-- Input data follows --

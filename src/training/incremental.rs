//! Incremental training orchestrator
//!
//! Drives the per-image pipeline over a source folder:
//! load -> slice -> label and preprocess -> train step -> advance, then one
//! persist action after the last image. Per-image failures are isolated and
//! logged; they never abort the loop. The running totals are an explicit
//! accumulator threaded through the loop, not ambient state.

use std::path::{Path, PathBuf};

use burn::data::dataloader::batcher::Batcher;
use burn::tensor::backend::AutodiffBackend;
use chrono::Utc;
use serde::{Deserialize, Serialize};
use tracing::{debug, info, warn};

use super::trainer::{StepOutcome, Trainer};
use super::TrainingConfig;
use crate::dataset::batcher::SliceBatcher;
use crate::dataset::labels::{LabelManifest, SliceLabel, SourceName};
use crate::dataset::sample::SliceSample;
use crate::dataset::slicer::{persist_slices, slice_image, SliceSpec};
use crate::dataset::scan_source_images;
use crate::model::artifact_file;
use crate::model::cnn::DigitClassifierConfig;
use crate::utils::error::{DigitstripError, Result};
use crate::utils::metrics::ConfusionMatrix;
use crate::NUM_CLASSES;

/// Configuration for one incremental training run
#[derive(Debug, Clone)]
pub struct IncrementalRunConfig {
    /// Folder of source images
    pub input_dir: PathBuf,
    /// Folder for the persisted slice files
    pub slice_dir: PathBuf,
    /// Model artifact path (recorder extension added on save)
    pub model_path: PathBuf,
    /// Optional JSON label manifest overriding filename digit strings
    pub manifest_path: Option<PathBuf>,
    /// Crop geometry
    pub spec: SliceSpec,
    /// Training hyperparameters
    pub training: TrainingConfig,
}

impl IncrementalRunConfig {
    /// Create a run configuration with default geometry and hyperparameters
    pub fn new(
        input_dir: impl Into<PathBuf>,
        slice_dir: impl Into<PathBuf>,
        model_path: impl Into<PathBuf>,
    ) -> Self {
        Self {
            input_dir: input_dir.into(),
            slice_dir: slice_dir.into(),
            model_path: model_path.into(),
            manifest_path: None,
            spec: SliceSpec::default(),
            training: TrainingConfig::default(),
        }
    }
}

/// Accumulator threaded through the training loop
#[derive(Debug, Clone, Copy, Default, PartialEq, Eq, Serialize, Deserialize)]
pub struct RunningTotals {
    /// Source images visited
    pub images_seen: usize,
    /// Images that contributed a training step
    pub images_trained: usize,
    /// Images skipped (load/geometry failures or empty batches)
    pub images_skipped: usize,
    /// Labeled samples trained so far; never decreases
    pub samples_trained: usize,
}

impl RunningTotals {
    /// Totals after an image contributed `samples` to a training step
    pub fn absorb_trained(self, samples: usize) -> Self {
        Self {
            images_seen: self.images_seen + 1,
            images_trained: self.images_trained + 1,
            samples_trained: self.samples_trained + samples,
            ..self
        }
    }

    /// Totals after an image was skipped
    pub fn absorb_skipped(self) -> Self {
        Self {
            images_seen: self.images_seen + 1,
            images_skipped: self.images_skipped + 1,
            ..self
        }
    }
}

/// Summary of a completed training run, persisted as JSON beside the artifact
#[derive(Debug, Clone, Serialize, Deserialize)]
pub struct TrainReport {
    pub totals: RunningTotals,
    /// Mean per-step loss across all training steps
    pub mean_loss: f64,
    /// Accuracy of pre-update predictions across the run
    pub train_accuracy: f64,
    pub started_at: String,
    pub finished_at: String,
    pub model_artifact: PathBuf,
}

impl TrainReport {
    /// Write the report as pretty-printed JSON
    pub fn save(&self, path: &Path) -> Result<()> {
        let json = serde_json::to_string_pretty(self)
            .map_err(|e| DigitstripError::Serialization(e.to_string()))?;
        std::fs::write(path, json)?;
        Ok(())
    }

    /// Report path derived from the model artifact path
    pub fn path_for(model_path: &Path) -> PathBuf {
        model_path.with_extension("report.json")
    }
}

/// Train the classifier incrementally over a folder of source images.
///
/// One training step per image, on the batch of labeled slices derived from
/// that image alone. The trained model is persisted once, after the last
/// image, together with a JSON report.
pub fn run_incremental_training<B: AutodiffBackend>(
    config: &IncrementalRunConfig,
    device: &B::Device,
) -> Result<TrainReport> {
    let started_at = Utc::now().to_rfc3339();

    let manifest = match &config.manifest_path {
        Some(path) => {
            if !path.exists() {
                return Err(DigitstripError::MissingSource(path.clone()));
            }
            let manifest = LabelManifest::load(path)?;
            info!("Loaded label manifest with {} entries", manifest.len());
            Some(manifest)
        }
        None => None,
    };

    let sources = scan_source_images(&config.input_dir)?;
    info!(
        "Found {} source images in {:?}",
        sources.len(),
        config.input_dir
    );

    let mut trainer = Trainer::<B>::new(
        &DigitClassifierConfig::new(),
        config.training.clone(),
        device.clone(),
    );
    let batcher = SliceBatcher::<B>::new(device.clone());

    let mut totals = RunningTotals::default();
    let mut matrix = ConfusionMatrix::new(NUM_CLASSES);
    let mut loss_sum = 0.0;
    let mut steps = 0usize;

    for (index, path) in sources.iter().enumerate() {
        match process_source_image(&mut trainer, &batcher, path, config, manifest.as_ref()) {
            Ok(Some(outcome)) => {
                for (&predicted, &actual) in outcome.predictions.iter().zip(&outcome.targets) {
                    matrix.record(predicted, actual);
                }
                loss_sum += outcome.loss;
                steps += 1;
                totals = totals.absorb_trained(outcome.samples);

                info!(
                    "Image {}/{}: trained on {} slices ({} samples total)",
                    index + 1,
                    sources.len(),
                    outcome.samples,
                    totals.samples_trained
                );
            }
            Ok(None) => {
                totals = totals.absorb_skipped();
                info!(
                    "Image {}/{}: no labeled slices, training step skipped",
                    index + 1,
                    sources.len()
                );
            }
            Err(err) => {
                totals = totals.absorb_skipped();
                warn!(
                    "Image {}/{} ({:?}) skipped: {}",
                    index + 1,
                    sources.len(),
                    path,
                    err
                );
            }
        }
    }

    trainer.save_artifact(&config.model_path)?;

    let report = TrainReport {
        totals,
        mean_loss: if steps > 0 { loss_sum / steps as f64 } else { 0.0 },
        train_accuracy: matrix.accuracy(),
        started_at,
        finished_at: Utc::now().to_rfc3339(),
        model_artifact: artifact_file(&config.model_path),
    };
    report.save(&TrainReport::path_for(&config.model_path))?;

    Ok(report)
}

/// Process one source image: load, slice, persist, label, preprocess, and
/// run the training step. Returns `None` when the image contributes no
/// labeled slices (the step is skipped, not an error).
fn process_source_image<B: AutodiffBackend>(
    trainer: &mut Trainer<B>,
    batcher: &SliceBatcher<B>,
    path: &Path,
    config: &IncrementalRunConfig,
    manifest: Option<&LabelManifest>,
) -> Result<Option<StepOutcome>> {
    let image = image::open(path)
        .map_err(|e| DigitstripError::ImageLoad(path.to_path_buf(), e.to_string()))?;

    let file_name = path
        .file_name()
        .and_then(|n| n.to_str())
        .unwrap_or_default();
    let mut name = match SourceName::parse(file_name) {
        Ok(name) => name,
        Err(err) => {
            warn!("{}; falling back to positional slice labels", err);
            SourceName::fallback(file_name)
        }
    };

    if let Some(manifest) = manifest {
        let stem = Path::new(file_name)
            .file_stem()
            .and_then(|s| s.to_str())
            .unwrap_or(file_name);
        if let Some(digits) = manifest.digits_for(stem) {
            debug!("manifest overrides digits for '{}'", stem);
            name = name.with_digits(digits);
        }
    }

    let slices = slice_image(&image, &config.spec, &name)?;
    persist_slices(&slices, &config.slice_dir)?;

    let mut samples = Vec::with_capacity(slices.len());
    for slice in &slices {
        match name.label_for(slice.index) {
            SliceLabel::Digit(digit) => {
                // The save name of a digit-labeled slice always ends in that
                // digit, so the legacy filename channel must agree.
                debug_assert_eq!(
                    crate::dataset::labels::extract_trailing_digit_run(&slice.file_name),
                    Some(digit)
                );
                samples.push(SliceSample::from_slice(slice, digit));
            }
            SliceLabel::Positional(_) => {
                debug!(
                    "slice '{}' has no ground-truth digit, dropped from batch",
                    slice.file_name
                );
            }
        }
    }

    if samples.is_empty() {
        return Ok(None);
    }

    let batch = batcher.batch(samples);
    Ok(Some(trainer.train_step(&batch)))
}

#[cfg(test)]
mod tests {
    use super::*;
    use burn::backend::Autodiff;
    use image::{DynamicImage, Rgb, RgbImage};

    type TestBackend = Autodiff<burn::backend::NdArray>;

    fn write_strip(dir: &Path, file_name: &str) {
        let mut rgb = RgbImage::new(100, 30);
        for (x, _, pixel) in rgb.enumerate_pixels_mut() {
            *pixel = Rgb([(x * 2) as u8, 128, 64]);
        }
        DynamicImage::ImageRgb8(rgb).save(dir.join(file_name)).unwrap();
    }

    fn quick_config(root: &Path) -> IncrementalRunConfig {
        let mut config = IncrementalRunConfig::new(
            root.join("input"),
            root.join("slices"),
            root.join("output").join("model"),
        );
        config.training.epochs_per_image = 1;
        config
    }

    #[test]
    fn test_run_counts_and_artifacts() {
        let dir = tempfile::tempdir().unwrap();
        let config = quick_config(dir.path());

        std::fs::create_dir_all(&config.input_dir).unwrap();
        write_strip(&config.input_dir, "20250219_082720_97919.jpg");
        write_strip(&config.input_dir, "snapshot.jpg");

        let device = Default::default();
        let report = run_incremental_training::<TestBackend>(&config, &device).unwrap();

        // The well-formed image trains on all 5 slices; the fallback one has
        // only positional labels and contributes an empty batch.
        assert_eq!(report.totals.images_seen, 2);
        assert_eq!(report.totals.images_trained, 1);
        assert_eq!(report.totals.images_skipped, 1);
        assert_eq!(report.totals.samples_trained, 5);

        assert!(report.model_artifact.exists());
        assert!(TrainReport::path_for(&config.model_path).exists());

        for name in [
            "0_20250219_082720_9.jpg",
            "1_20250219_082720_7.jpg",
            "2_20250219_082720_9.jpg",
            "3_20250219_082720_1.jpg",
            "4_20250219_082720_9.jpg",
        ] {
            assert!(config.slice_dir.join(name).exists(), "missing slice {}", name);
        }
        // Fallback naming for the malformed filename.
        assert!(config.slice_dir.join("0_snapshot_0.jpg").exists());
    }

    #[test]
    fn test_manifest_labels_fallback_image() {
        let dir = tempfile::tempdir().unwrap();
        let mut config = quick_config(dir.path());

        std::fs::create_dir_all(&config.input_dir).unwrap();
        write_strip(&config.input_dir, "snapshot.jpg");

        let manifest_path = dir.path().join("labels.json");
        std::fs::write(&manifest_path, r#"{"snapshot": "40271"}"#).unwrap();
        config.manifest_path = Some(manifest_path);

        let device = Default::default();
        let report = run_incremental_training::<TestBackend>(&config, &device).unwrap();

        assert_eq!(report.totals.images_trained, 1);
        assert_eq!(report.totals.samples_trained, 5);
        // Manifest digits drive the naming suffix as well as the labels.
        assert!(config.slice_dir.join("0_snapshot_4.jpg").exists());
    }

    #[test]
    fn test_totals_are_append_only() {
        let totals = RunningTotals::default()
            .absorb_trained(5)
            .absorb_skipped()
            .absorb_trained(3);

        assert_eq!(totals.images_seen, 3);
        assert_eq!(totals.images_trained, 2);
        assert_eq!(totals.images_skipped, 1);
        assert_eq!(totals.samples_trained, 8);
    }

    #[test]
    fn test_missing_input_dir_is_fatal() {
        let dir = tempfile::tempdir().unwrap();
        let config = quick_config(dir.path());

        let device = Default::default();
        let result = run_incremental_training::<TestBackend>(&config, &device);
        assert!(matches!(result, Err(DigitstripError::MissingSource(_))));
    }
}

-- Input data concluded --

Task instructions: Scan the material above for the string "predictions". Return each line where it occurs.

Output below:
    /// Accuracy of pre-update predictions across the run
                for (&predicted, &actual) in outcome.predictions.iter().zip(&outcome.targets) {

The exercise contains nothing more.